TRY IT: All lines from the opening of the data to the line containing "earlier one finished." must be returned unchanged, and only those lines.

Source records
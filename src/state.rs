// src/state.rs
//! The persisted ledger of nodes already written to the corpus.
//!
//! Ids only ever enter the set. It is read once when a run starts and
//! written back once when the run ends, which makes a later run skip
//! everything an earlier one finished.

use crate::error::AppError;
use crate::output::ensure_parent_dir;
use crate::types::NotionId;
use std::collections::BTreeSet;
use std::fs;
use std::io::ErrorKind;
use std::path::Path;

#[derive(Debug, Clone, Default, PartialEq, Eq)]
pub struct ProcessedSet {
    ids: BTreeSet<NotionId>,
}

impl ProcessedSet {
    pub fn new() -> Self {
        Self::default()
    }

    /// Reads the state file. A missing file is an empty set.
    pub fn load(path: &Path) -> Result<Self, AppError> {
        let content = match fs::read_to_string(path) {
            Ok(content) => content,
            Err(e) if e.kind() == ErrorKind::NotFound => {
                log::info!("No crawl state at {}, starting fresh", path.display());
                return Ok(Self::new());
            }
            Err(e) => return Err(AppError::Io(e)),
        };

        let ids: Vec<NotionId> =
            serde_json::from_str(&content).map_err(|source| AppError::StateFileCorrupt {
                path: path.to_path_buf(),
                source,
            })?;
        let set = Self {
            ids: ids.into_iter().collect(),
        };
        log::info!(
            "Loaded {} processed ids from {}",
            set.len(),
            path.display()
        );
        Ok(set)
    }

    /// Overwrites the state file with every id in the set.
    pub fn persist(&self, path: &Path) -> Result<(), AppError> {
        ensure_parent_dir(path)?;
        let ids: Vec<&NotionId> = self.ids.iter().collect();
        let json = serde_json::to_string_pretty(&ids).map_err(|source| {
            AppError::StateFileCorrupt {
                path: path.to_path_buf(),
                source,
            }
        })?;
        fs::write(path, json).map_err(|source| AppError::OutputWrite {
            path: path.to_path_buf(),
            source,
        })?;
        log::info!("Saved {} processed ids to {}", self.len(), path.display());
        Ok(())
    }

    pub fn contains(&self, id: &NotionId) -> bool {
        self.ids.contains(id)
    }

    /// Returns `true` if the id was not yet present.
    pub fn insert(&mut self, id: NotionId) -> bool {
        self.ids.insert(id)
    }

    pub fn len(&self) -> usize {
        self.ids.len()
    }

    pub fn is_empty(&self) -> bool {
        self.ids.is_empty()
    }
}
// src/formatting/block_text.rs
//! Extracts the inline text of a block.

use crate::model::{plain_text, BlockKind};

/// The plain text a block contributes to the corpus.
///
/// Child pages, child databases and dividers carry no inline text and
/// yield an empty string, as do blocks without any rich text.
pub fn block_text(kind: &BlockKind) -> String {
    use BlockKind::*;

    match kind {
        Paragraph(content)
        | Heading1(content)
        | Heading2(content)
        | Heading3(content)
        | BulletedListItem(content)
        | NumberedListItem(content)
        | ToDo(content)
        | Toggle(content)
        | Quote(content)
        | Callout(content)
        | Code(content)
        | Template(content) => plain_text(&content.rich_text),
        Unsupported { rich_text, .. } => plain_text(rich_text),
        Malformed { block_type, reason } => {
            format!("[block parse error: {}: {}]", block_type, reason)
        }
        ChildPage { .. } | ChildDatabase { .. } | Divider => String::new(),
    }
}

#[cfg(test)]
mod tests {
    use super::*;
    use crate::model::{RichTextItem, TextContent};

    #[test]
    fn rich_text_parts_are_concatenated() {
        let kind = BlockKind::Paragraph(TextContent {
            rich_text: vec![RichTextItem::plain("Hello "), RichTextItem::plain("world")],
        });
        assert_eq!(block_text(&kind), "Hello world");
    }

    #[test]
    fn structural_blocks_have_no_text() {
        assert_eq!(block_text(&BlockKind::Divider), "");
        assert_eq!(
            block_text(&BlockKind::ChildPage {
                title: "Sub".to_string()
            }),
            ""
        );
        assert_eq!(
            block_text(&BlockKind::Unsupported {
                block_type: "image".to_string(),
                rich_text: Vec::new()
            }),
            ""
        );
    }

    #[test]
    fn malformed_blocks_render_marker() {
        let kind = BlockKind::Malformed {
            block_type: "quote".to_string(),
            reason: "expected a sequence".to_string(),
        };
        assert_eq!(
            block_text(&kind),
            "[block parse error: quote: expected a sequence]"
        );
    }
}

RESULT OF THIS EXERCISE:
filename src/state.rs
// src/state.rs
//! The persisted ledger of nodes already written to the corpus.
//!
//! Ids only ever enter the set. It is read once when a run starts and
//! written back once when the run ends, which makes a later run skip
//! everything an earlier one finished.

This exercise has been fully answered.